Die Fans hatten ihrem Unmut bereits zur Pause Luft verschafft. Nach dem elften Saisontreffer des Berliners Salomon Kalou (40.) drohten die Europapokalträume der Gladbacher endgültig zu platzen. Umso enttäuschter war Herthas Nationalspieler Marvin Plattenhardt über den Ausgang der Partie: "Über weite Strecken hatten wir alles im Griff. So dass wir in der zweiten Hälfte mit 2:0 oder sogar 3:0 in Führung gehen müssen." Auch Herthas Coach Pal Dardei befand: "Hier war mehr drin. Aber etwas schön zu reden bringt nichts." Stattdessen ließen die Gäste gleich zu Beginn der zweiten Halbzeit vier gute Chancen liegen und ermöglichten der Borussia damit das Comeback.

"Es war ein Sieg des Willens, darüber freuen wir uns riesig", sagte Stindl und schickte eine Botschaft an die verärgerten Fans: "Für die Art und Weise brauchen wir uns nicht zu entschuldigen." Christoph Kramer versuchte dagegen, Verständnis für die aufgebrachten Anhänger aufzubringen. "Momentan sind alle Fans Anti-Videobeweis, Anti-50+1, da sind viele Aggressionen und viele Pfiffe drin, davon darf man sich nicht beeinflussen lassen", sagte er: "Der Fan hinter dem Tor trinkt auch ganz gerne mal ein Bierchen und dann ist es schwer, in fünf Minuten nach dem Spiel eine vernünftige Lösung zu finden."

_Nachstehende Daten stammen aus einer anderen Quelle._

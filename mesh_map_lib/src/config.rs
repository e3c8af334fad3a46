//! Map view configuration.
//!
//! Values come from an optional configuration file (any format the `config`
//! crate recognises by extension) overlaid with `MESH_MAP_*` environment
//! variables. Every field has a default, so an absent file is fine.

use crate::viewport::{InitialView, Viewport};
use common::error::{ConfigError, ConfigResult};
use common::geo::LngLat;
use config::{Config, Environment, File};
use serde::{Deserialize, Serialize};
use std::path::Path;

pub const DEFAULT_ZOOM: u8 = 13;
pub const DEFAULT_CENTER: LngLat = LngLat::new(-73.9595798, 40.7031809);
pub const DEFAULT_PADDING_DIVISOR: f64 = 10.0;
pub const DEFAULT_TITLE_SUFFIX: &str = "Map - NYC Mesh";
pub const DEFAULT_VIEWPORT_WIDTH: f64 = 1280.0;

const ENV_PREFIX: &str = "MESH_MAP";
const MAX_ZOOM: u8 = 22;

#[derive(Debug, Clone, PartialEq, Serialize, Deserialize)]
#[serde(default)]
pub struct MapViewConfig {
    /// Zoom level before any selection moves the camera
    pub default_zoom: u8,
    /// `[lng, lat]` the map opens on
    pub default_center: LngLat,
    /// Camera padding is the viewport width divided by this
    pub padding_divisor: f64,
    /// Appended to the selected node ids in the document title
    pub title_suffix: String,
    /// Width assumed by hosts that do not report one
    pub viewport_width: f64,
}

impl Default for MapViewConfig {
    fn default() -> Self {
        Self {
            default_zoom: DEFAULT_ZOOM,
            default_center: DEFAULT_CENTER,
            padding_divisor: DEFAULT_PADDING_DIVISOR,
            title_suffix: DEFAULT_TITLE_SUFFIX.to_string(),
            viewport_width: DEFAULT_VIEWPORT_WIDTH,
        }
    }
}

impl MapViewConfig {
    /// Load from an optional file plus environment overrides, then validate.
    pub fn load(config_file: Option<&Path>) -> ConfigResult<Self> {
        let mut builder = Config::builder();
        if let Some(path) = config_file {
            builder = builder.add_source(File::from(path));
        }
        let config = builder
            .add_source(
                Environment::with_prefix(ENV_PREFIX)
                    .prefix_separator("_")
                    .separator("__")
                    .try_parsing(true),
            )
            .build()
            .map_err(|e| ConfigError::LoadError(e.to_string()))?;

        let parsed: Self = config
            .try_deserialize()
            .map_err(|e| ConfigError::LoadError(e.to_string()))?;
        parsed.validate()?;
        Ok(parsed)
    }

    pub fn validate(&self) -> ConfigResult<()> {
        if !(self.padding_divisor > 0.0) {
            return Err(ConfigError::InvalidPaddingDivisor(self.padding_divisor));
        }
        let LngLat { lng, lat } = self.default_center;
        if !(-180.0..=180.0).contains(&lng) || !(-90.0..=90.0).contains(&lat) {
            return Err(ConfigError::InvalidCenter { lat, lng });
        }
        if self.default_zoom > MAX_ZOOM {
            return Err(ConfigError::InvalidZoom(self.default_zoom));
        }
        Ok(())
    }

    pub fn initial_view(&self) -> InitialView {
        InitialView {
            center: self.default_center,
            zoom: self.default_zoom,
        }
    }

    pub fn viewport(&self, width: f64) -> Viewport {
        Viewport {
            width,
            padding_divisor: self.padding_divisor,
        }
    }
}

#[cfg(test)]
mod tests {
    use super::*;

    #[test]
    fn defaults_are_valid() {
        let config = MapViewConfig::default();
        assert!(config.validate().is_ok());
        assert_eq!(config.default_zoom, 13);
        assert_eq!(config.viewport(1000.0).padding(), 100.0);
    }

    #[test]
    fn load_without_file_uses_defaults() {
        let config = MapViewConfig::load(None).unwrap();
        assert_eq!(config.title_suffix, DEFAULT_TITLE_SUFFIX);
    }

    #[test]
    fn load_yaml_overrides() {
        let dir = tempfile::tempdir().unwrap();
        let path = dir.path().join("map.yaml");
        std::fs::write(
            &path,
            "padding_divisor: 8\ntitle_suffix: Map - Test Mesh\ndefault_center: [-0.1, 51.5]\n",
        )
        .unwrap();

        let config = MapViewConfig::load(Some(&path)).unwrap();
        assert_eq!(config.padding_divisor, 8.0);
        assert_eq!(config.title_suffix, "Map - Test Mesh");
        assert_eq!(config.default_center, LngLat::new(-0.1, 51.5));
        assert_eq!(config.default_zoom, DEFAULT_ZOOM);
        assert_eq!(
            config.initial_view(),
            InitialView {
                center: LngLat::new(-0.1, 51.5),
                zoom: 13,
            }
        );
    }

    #[test]
    fn load_missing_file_fails() {
        let result = MapViewConfig::load(Some(Path::new("nonexistent.yaml")));
        assert!(matches!(result, Err(ConfigError::LoadError(_))));
    }

    #[test]
    fn zero_padding_divisor_rejected() {
        let config = MapViewConfig {
            padding_divisor: 0.0,
            ..Default::default()
        };
        assert!(matches!(
            config.validate(),
            Err(ConfigError::InvalidPaddingDivisor(_))
        ));
    }

    #[test]
    fn out_of_range_center_rejected() {
        let config = MapViewConfig {
            default_center: LngLat::new(-200.0, 40.0),
            ..Default::default()
        };
        assert!(matches!(
            config.validate(),
            Err(ConfigError::InvalidCenter { .. })
        ));
    }
}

Die fand nur Matchwinner Hazard, der sich aus den Diskussionen heraushielt und seinen Doppelpack lieber mit seinen beiden Töchterchen feierte. Dass er zunächst zum ersten mal diese Saison nur Ersatz war, hatte der Belgier da längst abgehakt. "Zlatan (Ibrahimovic, d.Red.) kam in Los Angeles auch von der Bank und hat zweimal getroffen", sagte Hazard: "Ich sage nicht, dass ich Zlatan bin, aber es ist ein ähnliches Szenario." Immerhin einer war an diesem Nachmittag im Borussia-Park guter Laune.